Welsh actor and singer

Aneirin Hughes (born Aneurin Hughes, 8 May 1958) is a Welsh actor and singer known for playing Chief Superintendent Brian Prosser in the BBC4 Welsh police drama Hinterland. He won a Best Actor BAFTA Cymru (or BAFTA Wales) for his appearance as Delme in Cameleon (1997), a Welsh language film.

==Education==

Hughes was born in Aberystwyth, where he studied music at the University College of Wales under Professor Ian Parrott and sang with the soprano Hazel Holt. While a music student he conducted the university chamber choir, the Aberystwyth Elizabethan Madrigal Singers, for several years. Hughes went on to study at the Royal Scottish Academy of Music and Drama winning the Baritone Prize and both the Hugh S. Robertson Prize for Conducting and Vocal Ensemble. He was also a founder member of the Academy Strings and a recipient of the Leach Foundation Prize.

==Acting career==
Hughes began his acting career in 1994 in the BBC Wales soap opera Pobol y Cwm. He went on to appear in Blood on the Dole, Casualty, Family Affairs as DI Patrick Grenham, Spooks, Take Me with Robson Green and EastEnders in January and April 2009 as Andy Jones, the adoptive father of Danielle Jones. He reprised the role in June 2016.
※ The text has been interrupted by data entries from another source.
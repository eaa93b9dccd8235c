//! Subscribing endpoint for one typed topic.

use tokio::sync::broadcast;
use tokio::sync::broadcast::error::{RecvError, TryRecvError};

use crate::broker::Sample;

/// Destructive-read subscriber attached to one topic.
///
/// A reader observes samples published after it attached, in publish order.
/// If it lags behind the topic's ring capacity, the overwritten samples are
/// skipped; the remaining ones are still delivered in order.
#[derive(Debug)]
pub struct Reader<T> {
    topic: String,
    rx: broadcast::Receiver<Sample<T>>,
}

impl<T: Clone + Send + 'static> Reader<T> {
    pub(crate) fn attach(topic: &str, rx: broadcast::Receiver<Sample<T>>) -> Self {
        Self {
            topic: topic.to_string(),
            rx,
        }
    }

    /// Topic this reader is attached to.
    pub fn topic(&self) -> &str {
        &self.topic
    }

    /// Drains everything currently buffered, without blocking.
    ///
    /// Returns an empty vector when nothing is buffered. Lag gaps are skipped;
    /// the drain continues with whatever survived the ring.
    pub fn take_available(&mut self) -> Vec<Sample<T>> {
        let mut out = Vec::new();
        loop {
            match self.rx.try_recv() {
                Ok(sample) => out.push(sample),
                Err(TryRecvError::Lagged(_)) => continue,
                Err(TryRecvError::Empty) | Err(TryRecvError::Closed) => break,
            }
        }
        out
    }

    /// Awaits the next sample.
    ///
    /// Returns `None` only if the topic channel itself is gone, which the
    /// loopback broker never does while the `Broker` is alive; callers treat
    /// `None` as "this stream will produce nothing more".
    pub async fn recv(&mut self) -> Option<Sample<T>> {
        loop {
            match self.rx.recv().await {
                Ok(sample) => return Some(sample),
                Err(RecvError::Lagged(_)) => continue,
                Err(RecvError::Closed) => return None,
            }
        }
    }
}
Hughes won a Best Actor BAFTA Cymru (or BAFTA Wales) for his appearance as Delme in Cameleon (1997), a Welsh language film. He appeared regularly in Judge John Deed as Neil Haughton and in Young Dracula as Graham Branagh. He played Harper in the TV movie Harper and Isles with Hywel Bennett and appeared in the 1998 film The Theory of Flight with Kenneth Branagh. More recently, he appeared in the S4C drama Pen Talar and in Holby City as Sir Fraser Anderson, and has also returned to the BBC Wales soap opera Pobol y Cwm as a new character, Morgan 'Moc' Thomas, whom he played from 2012 to 2013. He reprised the role in 2017. In 2012, he portrayed the politician and Welsh-language campaigner Gwynfor Evans in an S4C docu-drama, titled Gwynfor Evans: Y Penderfyniad? (The Decision?).

In 2013, Hughes appeared in the S4C film Y Syrcas (The Circus). He held a major role throughout the bilingually-filmed detective programme Y Gwyll (Hinterland), appearing as Detective Superintendent Brian Prosser in all three series from 2013 to 2016. In May 2014 he appeared as Organ Morgan with Tom Jones and Katherine Jenkins in Kevin Allen's BBC centenary production of Under Milk Wood by Dylan Thomas. Hughes has also appeared as Tom Howells in the Welsh thriller television series Keeping Faith (2017) and as builder Bill Thornhill – an old rival of local villain Pat Phelan (Connor McIntyre) — in Coronation Street (2018).

In 2022 Hughes appeared in the video game Elden Ring as the giant blacksmith Iji.

==Personal life==
Hughes has run several marathons for charity, including for Bloodwise.

He is a founding member of the Monmouth Male Voice Choir.